__Work to be completed__
Scan the material for "SystemAssembler". Copy every line it appears in.

** Records to process follows **

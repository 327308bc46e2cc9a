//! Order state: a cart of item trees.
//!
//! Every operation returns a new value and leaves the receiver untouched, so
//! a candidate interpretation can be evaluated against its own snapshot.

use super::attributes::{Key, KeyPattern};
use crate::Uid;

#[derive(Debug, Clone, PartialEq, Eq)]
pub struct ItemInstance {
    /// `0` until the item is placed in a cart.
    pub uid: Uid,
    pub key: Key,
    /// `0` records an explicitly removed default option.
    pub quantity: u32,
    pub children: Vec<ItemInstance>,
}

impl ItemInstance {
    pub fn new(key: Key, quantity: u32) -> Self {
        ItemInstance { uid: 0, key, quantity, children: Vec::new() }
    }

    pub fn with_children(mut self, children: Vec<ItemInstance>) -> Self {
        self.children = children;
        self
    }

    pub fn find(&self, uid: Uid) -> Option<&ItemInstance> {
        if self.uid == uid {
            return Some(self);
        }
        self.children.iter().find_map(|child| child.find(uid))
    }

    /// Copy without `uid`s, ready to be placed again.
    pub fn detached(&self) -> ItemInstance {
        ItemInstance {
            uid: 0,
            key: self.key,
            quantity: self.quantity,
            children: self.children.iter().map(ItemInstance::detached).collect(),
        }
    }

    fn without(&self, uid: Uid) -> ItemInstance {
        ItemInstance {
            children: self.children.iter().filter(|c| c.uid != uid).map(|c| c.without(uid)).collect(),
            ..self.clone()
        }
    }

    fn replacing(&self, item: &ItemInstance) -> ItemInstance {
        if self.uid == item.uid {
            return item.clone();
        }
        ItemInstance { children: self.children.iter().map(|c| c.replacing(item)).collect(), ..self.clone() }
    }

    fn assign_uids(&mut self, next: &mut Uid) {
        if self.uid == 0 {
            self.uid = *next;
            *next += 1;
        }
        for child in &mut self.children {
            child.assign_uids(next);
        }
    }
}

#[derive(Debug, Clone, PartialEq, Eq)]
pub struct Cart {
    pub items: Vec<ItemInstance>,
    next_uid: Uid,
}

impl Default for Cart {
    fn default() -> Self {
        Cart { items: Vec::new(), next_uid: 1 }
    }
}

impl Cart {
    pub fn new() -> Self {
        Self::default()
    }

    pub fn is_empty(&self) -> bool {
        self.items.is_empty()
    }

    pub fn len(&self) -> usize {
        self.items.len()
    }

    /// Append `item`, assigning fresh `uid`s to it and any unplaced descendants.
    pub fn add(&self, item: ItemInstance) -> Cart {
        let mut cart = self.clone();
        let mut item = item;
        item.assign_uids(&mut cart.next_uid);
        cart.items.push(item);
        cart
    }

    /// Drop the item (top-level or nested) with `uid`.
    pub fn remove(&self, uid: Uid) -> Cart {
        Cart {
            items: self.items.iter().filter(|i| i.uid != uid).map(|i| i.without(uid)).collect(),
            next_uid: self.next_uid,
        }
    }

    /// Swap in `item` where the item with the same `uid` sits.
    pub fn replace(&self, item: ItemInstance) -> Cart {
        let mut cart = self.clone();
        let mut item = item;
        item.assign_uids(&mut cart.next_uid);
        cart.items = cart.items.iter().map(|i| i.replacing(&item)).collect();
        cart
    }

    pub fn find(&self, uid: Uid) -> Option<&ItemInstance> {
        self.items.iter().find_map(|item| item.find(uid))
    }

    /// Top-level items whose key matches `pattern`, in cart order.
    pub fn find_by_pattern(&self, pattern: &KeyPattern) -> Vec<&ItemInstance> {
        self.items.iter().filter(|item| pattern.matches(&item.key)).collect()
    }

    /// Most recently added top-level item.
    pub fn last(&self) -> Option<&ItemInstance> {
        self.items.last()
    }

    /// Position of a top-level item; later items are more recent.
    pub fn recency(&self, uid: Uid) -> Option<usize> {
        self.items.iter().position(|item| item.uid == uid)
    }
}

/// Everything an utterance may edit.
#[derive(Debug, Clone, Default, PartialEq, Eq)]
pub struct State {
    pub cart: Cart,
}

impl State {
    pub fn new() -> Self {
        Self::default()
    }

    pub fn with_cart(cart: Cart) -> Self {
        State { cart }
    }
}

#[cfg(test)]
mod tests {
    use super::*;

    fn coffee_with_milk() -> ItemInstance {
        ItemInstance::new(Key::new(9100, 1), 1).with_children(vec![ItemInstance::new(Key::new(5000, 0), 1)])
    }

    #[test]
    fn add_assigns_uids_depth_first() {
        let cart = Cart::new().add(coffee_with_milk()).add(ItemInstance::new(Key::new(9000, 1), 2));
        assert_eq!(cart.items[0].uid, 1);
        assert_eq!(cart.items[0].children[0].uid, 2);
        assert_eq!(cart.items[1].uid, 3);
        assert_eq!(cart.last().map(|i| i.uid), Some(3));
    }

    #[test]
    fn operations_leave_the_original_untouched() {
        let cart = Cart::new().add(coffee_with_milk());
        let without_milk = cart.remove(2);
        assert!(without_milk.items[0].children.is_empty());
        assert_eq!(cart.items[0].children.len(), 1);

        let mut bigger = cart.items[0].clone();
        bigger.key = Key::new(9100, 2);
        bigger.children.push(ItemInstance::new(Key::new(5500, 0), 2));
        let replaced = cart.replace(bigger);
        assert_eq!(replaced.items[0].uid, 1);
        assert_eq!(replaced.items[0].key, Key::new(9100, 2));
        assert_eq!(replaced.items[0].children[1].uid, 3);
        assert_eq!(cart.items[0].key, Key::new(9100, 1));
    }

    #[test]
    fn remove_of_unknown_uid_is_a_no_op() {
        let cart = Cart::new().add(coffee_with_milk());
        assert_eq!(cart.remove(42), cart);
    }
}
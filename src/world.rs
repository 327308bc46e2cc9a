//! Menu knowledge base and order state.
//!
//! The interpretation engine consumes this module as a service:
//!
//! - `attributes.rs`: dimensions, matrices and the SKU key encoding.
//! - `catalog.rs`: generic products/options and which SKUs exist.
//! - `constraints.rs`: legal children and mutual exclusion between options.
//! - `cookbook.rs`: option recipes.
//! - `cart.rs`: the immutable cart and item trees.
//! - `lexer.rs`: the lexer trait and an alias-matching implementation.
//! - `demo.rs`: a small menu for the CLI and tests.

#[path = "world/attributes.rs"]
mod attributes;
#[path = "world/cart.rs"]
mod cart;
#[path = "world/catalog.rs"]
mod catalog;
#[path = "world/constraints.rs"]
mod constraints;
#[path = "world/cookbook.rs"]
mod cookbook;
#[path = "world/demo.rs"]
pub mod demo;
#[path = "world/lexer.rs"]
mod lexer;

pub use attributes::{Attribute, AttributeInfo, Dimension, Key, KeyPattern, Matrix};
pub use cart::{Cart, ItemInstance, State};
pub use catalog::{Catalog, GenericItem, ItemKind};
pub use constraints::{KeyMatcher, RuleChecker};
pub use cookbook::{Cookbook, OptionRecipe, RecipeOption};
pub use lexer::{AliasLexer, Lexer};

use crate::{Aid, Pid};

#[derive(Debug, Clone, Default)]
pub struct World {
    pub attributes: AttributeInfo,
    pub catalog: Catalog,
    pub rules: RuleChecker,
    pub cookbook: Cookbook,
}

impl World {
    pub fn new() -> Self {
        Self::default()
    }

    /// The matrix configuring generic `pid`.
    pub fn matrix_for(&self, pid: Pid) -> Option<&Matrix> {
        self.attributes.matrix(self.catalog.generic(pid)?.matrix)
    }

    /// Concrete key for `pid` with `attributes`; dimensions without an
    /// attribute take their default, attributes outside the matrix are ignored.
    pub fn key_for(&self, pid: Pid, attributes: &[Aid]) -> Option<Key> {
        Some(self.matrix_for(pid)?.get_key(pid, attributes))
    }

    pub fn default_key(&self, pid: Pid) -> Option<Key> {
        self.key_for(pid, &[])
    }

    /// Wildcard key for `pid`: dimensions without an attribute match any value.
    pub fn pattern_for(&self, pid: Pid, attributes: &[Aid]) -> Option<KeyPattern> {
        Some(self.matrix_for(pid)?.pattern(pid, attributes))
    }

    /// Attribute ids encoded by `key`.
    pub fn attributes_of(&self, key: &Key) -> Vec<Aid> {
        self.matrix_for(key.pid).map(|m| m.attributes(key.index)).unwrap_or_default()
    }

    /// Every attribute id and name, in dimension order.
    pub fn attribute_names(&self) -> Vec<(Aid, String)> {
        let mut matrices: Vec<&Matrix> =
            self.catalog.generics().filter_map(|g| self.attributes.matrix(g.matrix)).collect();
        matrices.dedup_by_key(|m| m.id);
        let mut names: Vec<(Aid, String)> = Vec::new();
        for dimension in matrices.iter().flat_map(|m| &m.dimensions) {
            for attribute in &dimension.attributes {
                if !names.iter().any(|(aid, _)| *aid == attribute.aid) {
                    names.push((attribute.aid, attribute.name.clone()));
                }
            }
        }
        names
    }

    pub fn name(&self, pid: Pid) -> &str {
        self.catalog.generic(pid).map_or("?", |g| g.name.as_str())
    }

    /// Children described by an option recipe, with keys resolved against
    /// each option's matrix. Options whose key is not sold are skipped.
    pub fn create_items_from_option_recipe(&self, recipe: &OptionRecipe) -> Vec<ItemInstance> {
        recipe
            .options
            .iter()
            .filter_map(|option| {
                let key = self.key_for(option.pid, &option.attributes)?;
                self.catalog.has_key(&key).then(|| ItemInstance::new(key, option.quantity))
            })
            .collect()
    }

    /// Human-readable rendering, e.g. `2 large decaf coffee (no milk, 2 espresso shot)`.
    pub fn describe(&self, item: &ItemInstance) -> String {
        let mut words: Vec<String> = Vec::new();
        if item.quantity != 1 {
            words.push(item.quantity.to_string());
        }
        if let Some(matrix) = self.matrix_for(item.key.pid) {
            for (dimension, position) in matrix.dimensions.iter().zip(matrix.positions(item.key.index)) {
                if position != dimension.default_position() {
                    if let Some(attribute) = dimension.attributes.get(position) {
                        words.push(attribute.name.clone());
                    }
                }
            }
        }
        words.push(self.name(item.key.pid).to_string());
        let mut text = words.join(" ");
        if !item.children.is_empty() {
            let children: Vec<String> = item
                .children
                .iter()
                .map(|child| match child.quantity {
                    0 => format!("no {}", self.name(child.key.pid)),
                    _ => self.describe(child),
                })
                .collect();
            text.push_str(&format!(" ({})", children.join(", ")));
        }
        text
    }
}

** End of Records to process **
** Records to process follows **

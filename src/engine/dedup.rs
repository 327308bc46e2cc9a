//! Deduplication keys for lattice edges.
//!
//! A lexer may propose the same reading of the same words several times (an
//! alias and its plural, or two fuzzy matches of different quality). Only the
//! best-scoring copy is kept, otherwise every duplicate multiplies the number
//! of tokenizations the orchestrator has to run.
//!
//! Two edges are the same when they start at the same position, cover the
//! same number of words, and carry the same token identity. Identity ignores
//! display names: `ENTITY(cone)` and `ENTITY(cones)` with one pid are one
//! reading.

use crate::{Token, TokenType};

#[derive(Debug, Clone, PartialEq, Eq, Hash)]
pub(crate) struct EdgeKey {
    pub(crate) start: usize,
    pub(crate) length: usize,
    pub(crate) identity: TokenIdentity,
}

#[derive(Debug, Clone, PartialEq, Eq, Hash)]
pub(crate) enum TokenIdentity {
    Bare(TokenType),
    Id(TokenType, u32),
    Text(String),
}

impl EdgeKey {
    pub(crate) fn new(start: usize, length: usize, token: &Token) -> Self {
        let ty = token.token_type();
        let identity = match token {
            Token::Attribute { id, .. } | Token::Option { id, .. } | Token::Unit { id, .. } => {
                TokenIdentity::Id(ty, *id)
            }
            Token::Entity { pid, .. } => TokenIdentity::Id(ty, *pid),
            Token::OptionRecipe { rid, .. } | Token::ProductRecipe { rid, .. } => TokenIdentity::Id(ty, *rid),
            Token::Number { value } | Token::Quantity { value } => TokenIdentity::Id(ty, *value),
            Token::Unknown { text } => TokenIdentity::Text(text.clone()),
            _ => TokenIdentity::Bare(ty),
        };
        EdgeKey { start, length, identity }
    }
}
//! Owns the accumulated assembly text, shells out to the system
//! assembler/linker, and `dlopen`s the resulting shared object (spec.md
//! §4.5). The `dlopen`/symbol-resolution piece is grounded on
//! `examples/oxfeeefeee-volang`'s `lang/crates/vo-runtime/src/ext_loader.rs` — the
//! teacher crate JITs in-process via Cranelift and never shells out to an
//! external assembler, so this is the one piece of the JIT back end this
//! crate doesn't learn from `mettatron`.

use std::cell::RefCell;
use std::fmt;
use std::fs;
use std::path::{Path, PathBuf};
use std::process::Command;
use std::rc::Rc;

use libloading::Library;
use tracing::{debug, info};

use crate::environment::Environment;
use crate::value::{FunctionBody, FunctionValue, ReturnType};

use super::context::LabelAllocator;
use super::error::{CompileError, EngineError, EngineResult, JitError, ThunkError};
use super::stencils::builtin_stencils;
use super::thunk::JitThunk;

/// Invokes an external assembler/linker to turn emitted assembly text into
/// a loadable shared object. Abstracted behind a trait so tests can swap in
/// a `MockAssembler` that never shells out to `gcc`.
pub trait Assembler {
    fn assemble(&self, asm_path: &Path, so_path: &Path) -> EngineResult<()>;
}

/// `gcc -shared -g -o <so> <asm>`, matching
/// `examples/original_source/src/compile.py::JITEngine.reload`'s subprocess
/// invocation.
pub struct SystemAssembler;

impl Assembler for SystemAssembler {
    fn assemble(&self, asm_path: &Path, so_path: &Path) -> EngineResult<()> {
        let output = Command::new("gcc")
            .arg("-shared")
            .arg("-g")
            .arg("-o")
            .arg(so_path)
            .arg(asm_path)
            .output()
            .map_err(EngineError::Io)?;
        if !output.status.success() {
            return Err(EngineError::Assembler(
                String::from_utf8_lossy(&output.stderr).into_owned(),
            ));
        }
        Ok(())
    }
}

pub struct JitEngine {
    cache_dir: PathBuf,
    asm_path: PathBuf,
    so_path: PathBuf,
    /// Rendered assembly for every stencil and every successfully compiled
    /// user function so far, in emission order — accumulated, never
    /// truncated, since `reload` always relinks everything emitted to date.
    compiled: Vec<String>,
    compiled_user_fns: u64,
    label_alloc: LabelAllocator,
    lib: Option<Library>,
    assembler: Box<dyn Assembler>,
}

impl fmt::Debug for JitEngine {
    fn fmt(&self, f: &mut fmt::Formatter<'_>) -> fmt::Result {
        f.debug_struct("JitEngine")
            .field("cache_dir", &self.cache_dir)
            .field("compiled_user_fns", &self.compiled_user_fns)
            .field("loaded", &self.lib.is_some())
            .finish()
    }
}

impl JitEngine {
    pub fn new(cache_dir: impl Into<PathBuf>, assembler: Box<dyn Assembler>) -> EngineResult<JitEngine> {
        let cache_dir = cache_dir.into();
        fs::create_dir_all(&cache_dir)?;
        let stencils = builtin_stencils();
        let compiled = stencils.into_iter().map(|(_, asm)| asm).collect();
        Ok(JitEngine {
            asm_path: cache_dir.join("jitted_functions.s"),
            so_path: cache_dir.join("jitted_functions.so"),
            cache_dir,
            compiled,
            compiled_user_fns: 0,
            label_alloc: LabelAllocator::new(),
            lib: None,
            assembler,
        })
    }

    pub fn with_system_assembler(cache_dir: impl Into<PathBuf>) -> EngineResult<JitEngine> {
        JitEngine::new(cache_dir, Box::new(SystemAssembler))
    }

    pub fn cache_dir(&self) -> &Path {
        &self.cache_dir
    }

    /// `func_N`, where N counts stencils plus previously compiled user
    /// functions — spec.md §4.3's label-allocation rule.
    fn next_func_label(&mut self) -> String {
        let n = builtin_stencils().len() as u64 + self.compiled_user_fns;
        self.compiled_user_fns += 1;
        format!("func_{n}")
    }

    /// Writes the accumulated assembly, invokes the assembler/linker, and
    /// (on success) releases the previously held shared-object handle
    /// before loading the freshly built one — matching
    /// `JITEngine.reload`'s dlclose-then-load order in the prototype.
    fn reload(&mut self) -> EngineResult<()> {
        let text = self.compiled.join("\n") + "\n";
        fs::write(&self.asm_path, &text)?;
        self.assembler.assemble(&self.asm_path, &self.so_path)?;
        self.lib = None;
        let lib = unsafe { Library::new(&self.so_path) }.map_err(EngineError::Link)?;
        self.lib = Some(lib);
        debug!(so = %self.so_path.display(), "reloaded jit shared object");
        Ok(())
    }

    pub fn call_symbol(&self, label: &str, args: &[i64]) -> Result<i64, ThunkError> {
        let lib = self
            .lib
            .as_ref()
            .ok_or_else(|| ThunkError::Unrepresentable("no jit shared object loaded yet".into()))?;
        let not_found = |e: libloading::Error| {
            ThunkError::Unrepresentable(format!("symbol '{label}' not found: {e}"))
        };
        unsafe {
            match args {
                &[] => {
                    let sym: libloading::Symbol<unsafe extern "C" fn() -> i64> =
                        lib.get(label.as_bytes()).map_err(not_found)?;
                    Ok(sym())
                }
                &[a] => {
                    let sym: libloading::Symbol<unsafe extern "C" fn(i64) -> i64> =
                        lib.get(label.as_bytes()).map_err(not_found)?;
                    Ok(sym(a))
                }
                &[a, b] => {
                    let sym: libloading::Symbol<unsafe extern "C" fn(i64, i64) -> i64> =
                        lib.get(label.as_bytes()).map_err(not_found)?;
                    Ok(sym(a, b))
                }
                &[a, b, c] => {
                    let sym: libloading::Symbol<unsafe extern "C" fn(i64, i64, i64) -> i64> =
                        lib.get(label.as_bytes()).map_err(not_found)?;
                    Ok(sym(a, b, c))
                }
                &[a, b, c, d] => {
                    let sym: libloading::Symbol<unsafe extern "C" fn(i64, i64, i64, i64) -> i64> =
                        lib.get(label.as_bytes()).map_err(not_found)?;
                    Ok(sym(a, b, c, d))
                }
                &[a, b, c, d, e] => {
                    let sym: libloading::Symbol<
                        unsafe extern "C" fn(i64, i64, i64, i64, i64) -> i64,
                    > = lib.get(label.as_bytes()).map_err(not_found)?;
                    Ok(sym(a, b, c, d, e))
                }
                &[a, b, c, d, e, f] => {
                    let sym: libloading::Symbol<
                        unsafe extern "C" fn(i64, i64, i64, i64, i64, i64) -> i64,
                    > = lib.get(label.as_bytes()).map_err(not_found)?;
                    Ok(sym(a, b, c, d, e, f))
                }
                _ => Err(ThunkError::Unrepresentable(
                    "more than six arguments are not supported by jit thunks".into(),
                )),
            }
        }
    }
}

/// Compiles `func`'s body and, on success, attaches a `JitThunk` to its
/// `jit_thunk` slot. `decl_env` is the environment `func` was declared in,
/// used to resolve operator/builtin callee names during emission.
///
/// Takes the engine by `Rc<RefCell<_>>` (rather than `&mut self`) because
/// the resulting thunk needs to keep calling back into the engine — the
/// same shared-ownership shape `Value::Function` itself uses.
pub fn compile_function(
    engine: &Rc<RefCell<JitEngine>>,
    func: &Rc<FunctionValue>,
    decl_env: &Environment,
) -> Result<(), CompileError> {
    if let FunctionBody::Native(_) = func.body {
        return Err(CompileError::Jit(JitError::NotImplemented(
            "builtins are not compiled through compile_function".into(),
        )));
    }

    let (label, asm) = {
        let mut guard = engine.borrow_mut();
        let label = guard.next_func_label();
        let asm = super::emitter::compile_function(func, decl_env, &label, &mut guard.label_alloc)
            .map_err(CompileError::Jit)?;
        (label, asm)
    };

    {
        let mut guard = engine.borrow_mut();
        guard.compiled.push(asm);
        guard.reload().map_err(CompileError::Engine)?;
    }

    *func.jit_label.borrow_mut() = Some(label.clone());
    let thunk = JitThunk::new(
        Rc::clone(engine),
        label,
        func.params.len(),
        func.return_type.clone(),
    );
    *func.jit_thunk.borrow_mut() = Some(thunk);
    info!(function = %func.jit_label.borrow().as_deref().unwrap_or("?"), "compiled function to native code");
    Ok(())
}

** End of Records to process **

__Solved exercise__
pub struct SystemAssembler;
impl Assembler for SystemAssembler {
        JitEngine::new(cache_dir, Box::new(SystemAssembler))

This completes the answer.